Task input section start

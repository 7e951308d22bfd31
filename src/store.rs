//! Data-directory plumbing for locally persisted client state.
//!
//! The original client kept its room list and identity in browser local
//! storage; here the analog is a handful of JSON/text files under the
//! platform data directory. Writes go through a temp-file-then-rename so a
//! crash mid-write never leaves a half-written state file behind.

use std::io;
use std::path::{Path, PathBuf};

/// Error for local state file access.
#[derive(Debug, thiserror::Error)]
pub enum StoreError {
    #[error("no platform data directory available; set CHARLA_DATA_DIR")]
    NoDataDir,
    #[error("failed to read {}: {source}", .path.display())]
    Read {
        path: PathBuf,
        source: io::Error,
    },
    #[error("failed to write {}: {source}", .path.display())]
    Write {
        path: PathBuf,
        source: io::Error,
    },
    #[error("corrupt state file {}: {source}", .path.display())]
    Corrupt {
        path: PathBuf,
        source: serde_json::Error,
    },
}

/// Locations of the client's persisted state files.
#[derive(Debug, Clone)]
pub struct StatePaths {
    root: PathBuf,
}

impl StatePaths {
    /// Resolve the state root: `CHARLA_DATA_DIR` when set, otherwise the
    /// platform data directory.
    pub fn resolve() -> Result<Self, StoreError> {
        if let Ok(dir) = std::env::var("CHARLA_DATA_DIR") {
            if !dir.trim().is_empty() {
                return Ok(Self::at(PathBuf::from(dir)));
            }
        }
        let base = dirs::data_dir().ok_or(StoreError::NoDataDir)?;
        Ok(Self::at(base.join("charla")))
    }

    /// Use an explicit state root.
    #[must_use]
    pub fn at(root: PathBuf) -> Self {
        Self { root }
    }

    /// Saved room list (JSON).
    #[must_use]
    pub fn rooms_file(&self) -> PathBuf {
        self.root.join("rooms.json")
    }

    /// Persisted client identifier (plain text).
    #[must_use]
    pub fn identity_file(&self) -> PathBuf {
        self.root.join("client_id")
    }

    /// Directory where received attachments are saved.
    #[must_use]
    pub fn media_dir(&self) -> PathBuf {
        self.root.join("media")
    }
}

/// Read a state file, treating a missing file as absent state.
pub fn read_opt(path: &Path) -> Result<Option<String>, StoreError> {
    match std::fs::read_to_string(path) {
        Ok(contents) => Ok(Some(contents)),
        Err(error) if error.kind() == io::ErrorKind::NotFound => Ok(None),
        Err(source) => Err(StoreError::Read {
            path: path.to_owned(),
            source,
        }),
    }
}

/// Write a state file atomically, creating parent directories as needed.
pub fn write_atomic(path: &Path, contents: &str) -> Result<(), StoreError> {
    let write_err = |source| StoreError::Write {
        path: path.to_owned(),
        source,
    };

    if let Some(parent) = path.parent() {
        std::fs::create_dir_all(parent).map_err(write_err)?;
    }

    let tmp = path.with_extension("tmp");
    std::fs::write(&tmp, contents).map_err(write_err)?;
    std::fs::rename(&tmp, path).map_err(write_err)?;
    Ok(())
}

#[cfg(test)]
#[path = "store_test.rs"]
mod tests;
use super::*;

use tempfile::TempDir;

const PIXELS: &[u8] = &[0x89, 0x50, 0x4e, 0x47, 0x0d, 0x0a];

fn temp_file(name: &str, bytes: &[u8]) -> (TempDir, PathBuf) {
    let dir = TempDir::new().expect("tempdir");
    let path = dir.path().join(name);
    std::fs::write(&path, bytes).expect("seed file");
    (dir, path)
}

// =============================================================================
// load_data_url
// =============================================================================

#[test]
fn load_data_url_wraps_png_with_its_mime() {
    let (_dir, path) = temp_file("shot.png", PIXELS);
    let url = load_data_url(&path).expect("load");
    assert!(url.starts_with("data:image/png;base64,"));
}

#[test]
fn load_data_url_is_case_insensitive_on_extension() {
    let (_dir, path) = temp_file("VOICE.MP3", b"riff");
    let url = load_data_url(&path).expect("load");
    assert!(url.starts_with("data:audio/mpeg;base64,"));
}

#[test]
fn load_data_url_falls_back_to_octet_stream() {
    let (_dir, path) = temp_file("blob.xyz", b"????");
    let url = load_data_url(&path).expect("load");
    assert!(url.starts_with("data:application/octet-stream;base64,"));
}

#[test]
fn load_data_url_missing_file_is_an_error() {
    let dir = TempDir::new().expect("tempdir");
    let err = load_data_url(&dir.path().join("absent.png")).expect_err("missing file");
    assert!(matches!(err, MediaError::Read { .. }));
}

// =============================================================================
// decode_data_url
// =============================================================================

#[test]
fn decode_round_trips_loaded_bytes() {
    let (_dir, path) = temp_file("shot.png", PIXELS);
    let url = load_data_url(&path).expect("load");
    let media = decode_data_url(&url).expect("decode");
    assert_eq!(media.bytes, PIXELS);
    assert_eq!(media.extension, "png");
}

#[test]
fn decode_rejects_non_data_url() {
    let err = decode_data_url("https://example.com/a.png").expect_err("not a data url");
    assert!(matches!(err, MediaError::MalformedDataUrl));
}

#[test]
fn decode_rejects_missing_base64_marker() {
    let err = decode_data_url("data:image/png,AAAA").expect_err("no base64 marker");
    assert!(matches!(err, MediaError::MalformedDataUrl));
}

#[test]
fn decode_rejects_invalid_base64() {
    let err = decode_data_url("data:image/png;base64,@@@").expect_err("bad payload");
    assert!(matches!(err, MediaError::Base64(_)));
}

#[test]
fn decode_unknown_mime_uses_bin_extension() {
    let media = decode_data_url("data:application/x-thing;base64,AAAA").expect("decode");
    assert_eq!(media.extension, "bin");
}

// =============================================================================
// save_incoming
// =============================================================================

#[test]
fn save_incoming_writes_decoded_bytes() {
    let dir = TempDir::new().expect("tempdir");
    let (_src, path) = temp_file("voice.ogg", b"opus-ish");
    let url = load_data_url(&path).expect("load");

    let saved = save_incoming(&dir.path().join("media"), "audio", &url).expect("save");
    assert_eq!(std::fs::read(&saved).expect("read back"), b"opus-ish");
    assert_eq!(saved.extension().and_then(|e| e.to_str()), Some("ogg"));
}

#[test]
fn save_incoming_names_never_collide() {
    let dir = TempDir::new().expect("tempdir");
    let url = "data:image/png;base64,AAAA";
    let first = save_incoming(dir.path(), "image", url).expect("save");
    let second = save_incoming(dir.path(), "image", url).expect("save");
    assert_ne!(first, second);
}

#[test]
fn save_incoming_rejects_malformed_url() {
    let dir = TempDir::new().expect("tempdir");
    let err = save_incoming(dir.path(), "image", "nope").expect_err("malformed");
    assert!(matches!(err, MediaError::MalformedDataUrl));
}
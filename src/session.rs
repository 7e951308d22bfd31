//! Interactive room session — the terminal analog of the chat room page.
//!
//! One joined room per session. Incoming deliveries and terminal input are
//! multiplexed with `select!`; messages for other rooms are dropped
//! silently, sent messages are locally echoed (the relay does not echo to
//! the sender), and the in-memory history dies with the process.

use std::io;
use std::path::{Path, PathBuf};

use tokio::io::{AsyncBufReadExt, BufReader};

use crate::media::{self, MediaError};
use crate::relay::{RelayClient, RelayError};
use wire::ChatMessage;

/// Error for a room session.
#[derive(Debug, thiserror::Error)]
pub enum SessionError {
    #[error(transparent)]
    Relay(#[from] RelayError),
    #[error(transparent)]
    Media(#[from] MediaError),
    #[error("failed to read terminal input: {0}")]
    Stdin(#[from] io::Error),
    #[error("nothing to send: message text and attachments are all empty")]
    EmptyMessage,
}

/// Attachments staged for the next send.
#[derive(Debug, Default, Clone, PartialEq, Eq)]
struct PendingMedia {
    image: Option<PathBuf>,
    audio: Option<PathBuf>,
}

impl PendingMedia {
    fn clear(&mut self) {
        self.image = None;
        self.audio = None;
    }
}

/// A parsed line of terminal input.
#[derive(Debug, PartialEq, Eq)]
enum Input {
    Text(String),
    AttachImage(PathBuf),
    AttachAudio(PathBuf),
    Flush(Option<String>),
    Quit,
    Empty,
    Unknown(String),
}

/// Join `room` and run the interactive loop until `/quit` or stdin EOF.
pub async fn run(
    relay_url: &str,
    room: &str,
    user: &str,
    media_dir: &Path,
) -> Result<(), SessionError> {
    let mut relay = RelayClient::connect(relay_url, room).await?;
    println!("sala {room} — connected as {}", short_id(user));
    println!("type to chat; /image <path> and /audio <path> stage media, /send flushes, /quit leaves");

    let mut lines = BufReader::new(tokio::io::stdin()).lines();
    let mut pending = PendingMedia::default();

    loop {
        tokio::select! {
            incoming = relay.recv() => {
                let message = incoming?;
                if !is_for_room(&message, room) {
                    continue;
                }
                render_incoming(&message, user, media_dir);
            }
            line = lines.next_line() => {
                let Some(line) = line? else {
                    break;
                };
                match parse_input(&line) {
                    Input::Empty => {}
                    Input::Quit => break,
                    Input::AttachImage(path) => {
                        pending.image = Some(path);
                        println!("[image staged for next send]");
                    }
                    Input::AttachAudio(path) => {
                        pending.audio = Some(path);
                        println!("[audio staged for next send]");
                    }
                    Input::Unknown(command) => {
                        println!("[unknown command: /{command}]");
                    }
                    Input::Text(text) => {
                        send_staged(&mut relay, user, room, &text, &mut pending).await?;
                    }
                    Input::Flush(text) => {
                        let text = text.unwrap_or_default();
                        send_staged(&mut relay, user, room, &text, &mut pending).await?;
                    }
                }
            }
        }
    }

    relay.close().await;
    Ok(())
}

/// Connect, send a single message, and disconnect.
pub async fn send_once(
    relay_url: &str,
    room: &str,
    user: &str,
    text: &str,
    image: Option<&Path>,
    audio: Option<&Path>,
) -> Result<(), SessionError> {
    let pending = PendingMedia {
        image: image.map(Path::to_path_buf),
        audio: audio.map(Path::to_path_buf),
    };
    let message = build_message(user, room, text, &pending)?.ok_or(SessionError::EmptyMessage)?;

    let mut relay = RelayClient::connect(relay_url, room).await?;
    relay.send(message).await?;
    relay.close().await;
    Ok(())
}

async fn send_staged(
    relay: &mut RelayClient,
    user: &str,
    room: &str,
    text: &str,
    pending: &mut PendingMedia,
) -> Result<(), SessionError> {
    let message = match build_message(user, room, text, pending) {
        Ok(Some(message)) => message,
        Ok(None) => {
            println!("[nothing to send]");
            return Ok(());
        }
        Err(error) => {
            // Staged paths stay staged: fix or restage, then send again.
            println!("[attachment failed: {error}]");
            return Ok(());
        }
    };

    relay.send(message.clone()).await?;
    pending.clear();
    echo(&message);
    Ok(())
}

/// Assemble the outgoing message. Every staged attachment loads before the
/// message is constructed, so a failed read never emits a half-built
/// message and never discards staged media.
fn build_message(
    user: &str,
    room: &str,
    text: &str,
    pending: &PendingMedia,
) -> Result<Option<ChatMessage>, MediaError> {
    let text = text.trim();
    let image = pending.image.as_deref().map(media::load_data_url).transpose()?;
    let audio = pending.audio.as_deref().map(media::load_data_url).transpose()?;

    if text.is_empty() && image.is_none() && audio.is_none() {
        return Ok(None);
    }

    Ok(Some(ChatMessage {
        user: user.to_owned(),
        message: text.to_owned(),
        room_id: Some(room.to_owned()),
        image,
        audio,
    }))
}

/// Client-side room filter, as the original page does: deliveries whose
/// room does not match the joined one are dropped silently, including
/// messages with no room at all.
fn is_for_room(message: &ChatMessage, room: &str) -> bool {
    message.room_id.as_deref() == Some(room)
}

fn parse_input(line: &str) -> Input {
    let trimmed = line.trim();
    if trimmed.is_empty() {
        return Input::Empty;
    }
    let Some(command) = trimmed.strip_prefix('/') else {
        return Input::Text(trimmed.to_owned());
    };

    let (word, rest) = match command.split_once(char::is_whitespace) {
        Some((word, rest)) => (word, rest.trim()),
        None => (command, ""),
    };
    match word {
        "quit" | "q" => Input::Quit,
        "image" if !rest.is_empty() => Input::AttachImage(PathBuf::from(rest)),
        "audio" if !rest.is_empty() => Input::AttachAudio(PathBuf::from(rest)),
        "send" => Input::Flush((!rest.is_empty()).then(|| rest.to_owned())),
        _ => Input::Unknown(word.to_owned()),
    }
}

fn render_incoming(message: &ChatMessage, own_id: &str, media_dir: &Path) {
    let who = if message.user == own_id {
        "you".to_owned()
    } else {
        short_id(&message.user)
    };

    let mut parts = Vec::new();
    if !message.message.is_empty() {
        parts.push(message.message.clone());
    }
    for (label, payload) in [("image", &message.image), ("audio", &message.audio)] {
        let Some(url) = payload else { continue };
        match media::save_incoming(media_dir, label, url) {
            Ok(path) => parts.push(format!("[{label} saved to {}]", path.display())),
            Err(error) => {
                tracing::warn!(%error, label, "failed to save incoming attachment");
                parts.push(format!("[{label} attachment could not be saved]"));
            }
        }
    }
    println!("[{who}] {}", parts.join(" "));
}

fn echo(message: &ChatMessage) {
    let mut parts = Vec::new();
    if !message.message.is_empty() {
        parts.push(message.message.clone());
    }
    if message.image.is_some() {
        parts.push("[image attached]".to_owned());
    }
    if message.audio.is_some() {
        parts.push("[audio attached]".to_owned());
    }
    println!("[you] {}", parts.join(" "));
}

/// Truncate long client identifiers for display, as the original page does.
fn short_id(id: &str) -> String {
    const LIMIT: usize = 15;
    if id.chars().count() > LIMIT {
        let head: String = id.chars().take(LIMIT).collect();
        format!("{head}...")
    } else {
        id.to_owned()
    }
}

#[cfg(test)]
#[path = "session_test.rs"]
mod tests;
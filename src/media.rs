//! Attachment loading and saving.
//!
//! Outgoing media follows the original FileReader flow: read the whole file,
//! base64-encode it, and wrap it as a `data:<mime>;base64,<payload>` URL so
//! the relay can pass it through untouched. Incoming media reverses the
//! transformation and lands on disk, since a terminal cannot render it
//! inline.

use base64::Engine as _;
use base64::engine::general_purpose::STANDARD;
use std::io;
use std::path::{Path, PathBuf};
use uuid::Uuid;

const DATA_URL_PREFIX: &str = "data:";

/// Error for attachment handling.
#[derive(Debug, thiserror::Error)]
pub enum MediaError {
    #[error("failed to read attachment {}: {source}", .path.display())]
    Read {
        path: PathBuf,
        source: io::Error,
    },
    #[error("malformed data URL in attachment")]
    MalformedDataUrl,
    #[error("invalid base64 payload in attachment: {0}")]
    Base64(#[from] base64::DecodeError),
    #[error("failed to save attachment {}: {source}", .path.display())]
    Save {
        path: PathBuf,
        source: io::Error,
    },
}

/// Load a file and wrap it as a base64 data URL, inferring the mime type
/// from the file extension.
pub fn load_data_url(path: &Path) -> Result<String, MediaError> {
    let bytes = std::fs::read(path).map_err(|source| MediaError::Read {
        path: path.to_owned(),
        source,
    })?;
    let mime = path
        .extension()
        .and_then(|ext| ext.to_str())
        .map_or("application/octet-stream", mime_for_extension);
    Ok(format!("data:{mime};base64,{}", STANDARD.encode(bytes)))
}

/// An incoming attachment decoded from its data URL.
#[derive(Debug, Clone, PartialEq, Eq)]
pub struct DecodedMedia {
    pub bytes: Vec<u8>,
    pub extension: &'static str,
}

/// Decode a `data:<mime>;base64,<payload>` URL back into bytes plus a file
/// extension suitable for saving.
pub fn decode_data_url(url: &str) -> Result<DecodedMedia, MediaError> {
    let rest = url
        .strip_prefix(DATA_URL_PREFIX)
        .ok_or(MediaError::MalformedDataUrl)?;
    let (header, payload) = rest.split_once(',').ok_or(MediaError::MalformedDataUrl)?;
    let mime = header
        .strip_suffix(";base64")
        .ok_or(MediaError::MalformedDataUrl)?;

    Ok(DecodedMedia {
        bytes: STANDARD.decode(payload)?,
        extension: extension_for_mime(mime),
    })
}

/// Save an incoming attachment under `dir`, returning the written path.
///
/// File names carry a short random component so two attachments arriving in
/// the same session never collide.
pub fn save_incoming(dir: &Path, label: &str, url: &str) -> Result<PathBuf, MediaError> {
    let media = decode_data_url(url)?;
    let save_err = |path: &Path| {
        let path = path.to_owned();
        move |source| MediaError::Save { path, source }
    };

    std::fs::create_dir_all(dir).map_err(save_err(dir))?;
    let stamp = Uuid::new_v4().simple().to_string();
    let file = dir.join(format!("{label}-{}.{}", &stamp[..8], media.extension));
    std::fs::write(&file, &media.bytes).map_err(save_err(&file))?;
    Ok(file)
}

fn mime_for_extension(ext: &str) -> &'static str {
    match ext.to_ascii_lowercase().as_str() {
        "png" => "image/png",
        "jpg" | "jpeg" => "image/jpeg",
        "gif" => "image/gif",
        "webp" => "image/webp",
        "mp3" => "audio/mpeg",
        "wav" => "audio/wav",
        "ogg" => "audio/ogg",
        "m4a" => "audio/mp4",
        "webm" => "audio/webm",
        _ => "application/octet-stream",
    }
}

fn extension_for_mime(mime: &str) -> &'static str {
    match mime {
        "image/png" => "png",
        "image/jpeg" => "jpg",
        "image/gif" => "gif",
        "image/webp" => "webp",
        "audio/mpeg" => "mp3",
        "audio/wav" => "wav",
        "audio/ogg" => "ogg",
        "audio/mp4" => "m4a",
        "audio/webm" => "webm",
        _ => "bin",
    }
}

#[cfg(test)]
#[path = "media_test.rs"]
mod tests;
//! Locally persisted client identity.
//!
//! A random identifier generated once per installation and reused as the
//! `user` field on every outgoing message. There is no authentication and no
//! uniqueness guarantee across machines beyond random collision avoidance.

use uuid::Uuid;

use crate::store::{self, StatePaths, StoreError};

/// Return the persisted client identifier, generating one on first use.
pub fn client_id(paths: &StatePaths) -> Result<String, StoreError> {
    let path = paths.identity_file();
    if let Some(raw) = store::read_opt(&path)? {
        let existing = raw.trim();
        if !existing.is_empty() {
            return Ok(existing.to_owned());
        }
    }

    let id = Uuid::new_v4().to_string();
    store::write_atomic(&path, &id)?;
    Ok(id)
}

#[cfg(test)]
#[path = "identity_test.rs"]
mod tests;
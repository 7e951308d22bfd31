//! charla — a terminal client for a realtime chat relay.
//!
//! Two halves, mirroring the two pages of the app this replaces: a room
//! book of saved name/code pairs managed offline, and a live room session
//! over a websocket to the relay. All local state lives in a handful of
//! files under the platform data directory.

use std::path::PathBuf;

use clap::{Args, Parser, Subcommand};
use tracing_subscriber::EnvFilter;

mod identity;
mod media;
mod relay;
mod rooms;
mod session;
mod store;

use rooms::RoomBook;
use store::StatePaths;

#[derive(Debug, thiserror::Error)]
enum CliError {
    #[error(transparent)]
    Store(#[from] store::StoreError),
    #[error(transparent)]
    Rooms(#[from] rooms::RoomBookError),
    #[error(transparent)]
    Session(#[from] session::SessionError),
}

#[derive(Parser, Debug)]
#[command(name = "charla", about = "Terminal client for a realtime chat relay")]
struct Cli {
    /// Relay endpoint; http(s) URLs are rewritten to ws(s).
    #[arg(
        long,
        env = "CHARLA_RELAY_URL",
        default_value = "http://127.0.0.1:3001",
        global = true
    )]
    relay_url: String,

    #[command(subcommand)]
    command: Command,
}

#[derive(Subcommand, Debug)]
enum Command {
    /// Manage the saved room list.
    Rooms(RoomsCommand),

    /// Print this installation's client identifier.
    Whoami,

    /// Join a room and chat interactively.
    Chat {
        /// Saved room code, saved room name, or a verbatim code.
        room: String,
    },

    /// Send a single message to a room and exit.
    Send {
        /// Saved room code, saved room name, or a verbatim code.
        room: String,
        /// Message text; may be omitted when media is attached.
        message: Option<String>,
        /// Attach an image file.
        #[arg(long)]
        image: Option<PathBuf>,
        /// Attach an audio file.
        #[arg(long)]
        audio: Option<PathBuf>,
    },
}

#[derive(Args, Debug)]
struct RoomsCommand {
    #[command(subcommand)]
    command: RoomsSubcommand,
}

#[derive(Subcommand, Debug)]
enum RoomsSubcommand {
    /// List saved rooms in the order they were added.
    List,
    /// Save a room; a code is generated when none is given.
    Add {
        #[arg(long)]
        name: String,
        #[arg(long)]
        code: Option<String>,
    },
    /// Delete the saved room with this code.
    Remove { code: String },
    /// Print a fresh room code without saving anything.
    Code,
}

#[tokio::main]
async fn main() -> Result<(), CliError> {
    // Chat output owns stdout; diagnostics go to stderr.
    tracing_subscriber::fmt()
        .with_env_filter(EnvFilter::try_from_default_env().unwrap_or_else(|_| EnvFilter::new("warn")))
        .with_writer(std::io::stderr)
        .init();

    let cli = Cli::parse();
    let paths = StatePaths::resolve()?;

    match cli.command {
        Command::Rooms(rooms) => run_rooms(&paths, rooms),
        Command::Whoami => {
            let id = identity::client_id(&paths)?;
            println!("{id}");
            Ok(())
        }
        Command::Chat { room } => {
            let book = RoomBook::load(&paths)?;
            let code = book.resolve(&room);
            let user = identity::client_id(&paths)?;
            session::run(&cli.relay_url, &code, &user, &paths.media_dir()).await?;
            Ok(())
        }
        Command::Send {
            room,
            message,
            image,
            audio,
        } => {
            let book = RoomBook::load(&paths)?;
            let code = book.resolve(&room);
            let user = identity::client_id(&paths)?;
            session::send_once(
                &cli.relay_url,
                &code,
                &user,
                message.as_deref().unwrap_or(""),
                image.as_deref(),
                audio.as_deref(),
            )
            .await?;
            Ok(())
        }
    }
}

fn run_rooms(paths: &StatePaths, rooms: RoomsCommand) -> Result<(), CliError> {
    match rooms.command {
        RoomsSubcommand::List => {
            let book = RoomBook::load(paths)?;
            if book.rooms().is_empty() {
                println!("no saved rooms yet; add one with `charla rooms add --name <name>`");
                return Ok(());
            }
            for room in book.rooms() {
                println!("{}\t{}", room.name, room.code);
            }
            Ok(())
        }
        RoomsSubcommand::Add { name, code } => {
            let mut book = RoomBook::load(paths)?;
            let code = code.unwrap_or_else(rooms::generate_code);
            let room = book.add(&name, &code)?;
            println!("saved room `{}` with code {}", room.name, room.code);
            Ok(())
        }
        RoomsSubcommand::Remove { code } => {
            let mut book = RoomBook::load(paths)?;
            let room = book.remove(&code)?;
            println!("removed room `{}`", room.name);
            Ok(())
        }
        RoomsSubcommand::Code => {
            println!("{}", rooms::generate_code());
            Ok(())
        }
    }
}
//! Relay connection: the websocket transport speaking `wire` events.
//!
//! One connection per room session. The client connects, emits `join_room`
//! once, then sends and receives `wire::Event` frames as JSON text messages.
//! There is no reconnect or retry: a dropped connection ends the session
//! with an error, matching the original client's behavior.

use futures_util::{SinkExt, StreamExt};
use tokio_tungstenite::tungstenite::Message;
use tokio_tungstenite::{MaybeTlsStream, WebSocketStream, connect_async};

use wire::{ChatMessage, Event};

type WsStream = WebSocketStream<MaybeTlsStream<tokio::net::TcpStream>>;

/// Error for relay transport operations.
#[derive(Debug, thiserror::Error)]
pub enum RelayError {
    #[error("invalid relay URL: {0}")]
    InvalidUrl(String),
    #[error("websocket connect failed: {0}")]
    Connect(Box<tokio_tungstenite::tungstenite::Error>),
    #[error("websocket transport failed: {0}")]
    Transport(Box<tokio_tungstenite::tungstenite::Error>),
    #[error("relay closed the connection")]
    Closed,
}

/// Rewrite a relay endpoint to a websocket URL. `http`/`https` map to
/// `ws`/`wss` (the original client configured the relay with an HTTP URL);
/// `ws`/`wss` pass through unchanged.
pub fn relay_ws_url(base_url: &str) -> Result<String, RelayError> {
    let base_url = base_url.trim_end_matches('/');
    if let Some(rest) = base_url.strip_prefix("http://") {
        return Ok(format!("ws://{rest}"));
    }
    if let Some(rest) = base_url.strip_prefix("https://") {
        return Ok(format!("wss://{rest}"));
    }
    if base_url.starts_with("ws://") || base_url.starts_with("wss://") {
        return Ok(base_url.to_owned());
    }
    Err(RelayError::InvalidUrl(base_url.to_owned()))
}

/// A live connection to the relay, joined to a single room.
pub struct RelayClient {
    stream: WsStream,
}

impl RelayClient {
    /// Connect to the relay and join `room`.
    pub async fn connect(base_url: &str, room: &str) -> Result<Self, RelayError> {
        let url = relay_ws_url(base_url)?;
        let (stream, _) = connect_async(url.as_str())
            .await
            .map_err(|error| RelayError::Connect(Box::new(error)))?;

        let mut client = Self { stream };
        client.send_event(&Event::JoinRoom(room.to_owned())).await?;
        tracing::info!(%room, %url, "joined room");
        Ok(client)
    }

    /// Publish a message to the joined room.
    pub async fn send(&mut self, message: ChatMessage) -> Result<(), RelayError> {
        self.send_event(&Event::SendMessage(message)).await
    }

    /// Wait for the next delivered message. Non-delivery events and frames
    /// that fail to decode are skipped, not fatal.
    pub async fn recv(&mut self) -> Result<ChatMessage, RelayError> {
        loop {
            let Some(message) = self.stream.next().await else {
                return Err(RelayError::Closed);
            };
            match message.map_err(|error| RelayError::Transport(Box::new(error)))? {
                Message::Text(text) => match wire::decode_event(text.as_str()) {
                    Ok(Event::ReceiveMessage(delivered)) => return Ok(delivered),
                    Ok(_) => {
                        tracing::debug!("ignoring non-delivery event from relay");
                    }
                    Err(error) => {
                        tracing::warn!(%error, "skipping undecodable relay frame");
                    }
                },
                Message::Close(_) => return Err(RelayError::Closed),
                _ => {}
            }
        }
    }

    /// Close the connection. Best effort: a relay that already hung up is
    /// not an error worth surfacing at session end.
    pub async fn close(mut self) {
        if let Err(error) = self.stream.close(None).await {
            tracing::debug!(%error, "websocket close handshake failed");
        }
    }

    async fn send_event(&mut self, event: &Event) -> Result<(), RelayError> {
        let frame = wire::encode_event(event);
        self.stream
            .send(Message::Text(frame.into()))
            .await
            .map_err(|error| RelayError::Transport(Box::new(error)))
    }
}

#[cfg(test)]
#[path = "relay_test.rs"]
mod tests;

Task input section end

● **Work instruction**
In the records, which lines mention the word "warn"? Copy those lines.

● **Exercise solution**
                tracing::warn!(%error, label, "failed to save incoming attachment");
        .with_env_filter(EnvFilter::try_from_default_env().unwrap_or_else(|_| EnvFilter::new("warn")))
                        tracing::warn!(%error, "skipping undecodable relay frame");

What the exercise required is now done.